The battery is able to power more than 20,000 homes for an hour of critical peak demand before being recharged. The system will respond to changing grid needs within milliseconds and will operate 24 hours a day, seven days a week to support critical peak demand.
“This battery will help to ease constraints on transmission lines in Western Victoria that currently curtail the output of wind and solar, while also helping to bring in more renewables to the grid,” ARENA CEO Darren Miller said.
The Ballarat battery is the first of two announced large scale batteries that will support Victoria’s energy grid by summer 2018.
The second large-scale battery is a 25 MW / 50 MWh battery collocated with the 60 MW Gannawarra Solar Farm, south-west of Kerang.
The Gannawarra battery, constructed and owned by Edify and Wirsol and supplied by Tesla, is also operated by EnergyAustralia under a long-term off-take agreement.

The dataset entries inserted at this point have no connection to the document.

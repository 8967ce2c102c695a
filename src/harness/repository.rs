use std::path::{Path, PathBuf};

use anyhow::{Context, Result};

/// Read-only view of the backend's admin storage.
pub trait AdminRepository {
    fn list(&self) -> Result<Vec<StoredAdmin>>;

    fn find_by_email(&self, email: &str) -> Result<Option<StoredAdmin>> {
        Ok(self.list()?.into_iter().find(|a| a.email == email))
    }
}

/// An admin record as persisted by the backend, hash included.
#[derive(Clone, Debug, serde::Deserialize)]
pub struct StoredAdmin {
    pub id: String,
    pub email: String,
    pub name: String,
    pub role: String,
    pub password_hash: String,
    pub created_at: String,

    #[serde(default)]
    pub created_by: Option<String>,
    #[serde(default)]
    pub last_login: Option<String>,
}

/// Reads `admins.json` from a `ptadmin-server` data directory.
pub struct JsonFileRepository {
    path: PathBuf,
}

impl JsonFileRepository {
    pub fn in_data_dir(data_dir: &Path) -> Self {
        Self {
            path: data_dir.join("admins.json"),
        }
    }
}

impl AdminRepository for JsonFileRepository {
    fn list(&self) -> Result<Vec<StoredAdmin>> {
        if !self.path.exists() {
            return Ok(Vec::new());
        }
        let bytes =
            std::fs::read(&self.path).with_context(|| format!("read {}", self.path.display()))?;
        serde_json::from_slice(&bytes).with_context(|| format!("parse {}", self.path.display()))
    }
}

#[cfg(test)]
#[path = "../tests/harness/repository_tests.rs"]
mod tests;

In March, on behalf of the Australian Government, ARENA committed $25 million to two grid-connected, utility-scale batteries, matching the $25 million committed by the Victorian Government as part of its $50 million energy storage initiative.
“We said we would deliver these large-scale batteries for Victoria, and that’s exactly what we’ve done. This is part of our plan to transition to a more affordable, reliable and clean energy system,” said Victoria Minister for Energy, Environment and Climate Change Lily D’Ambrosio.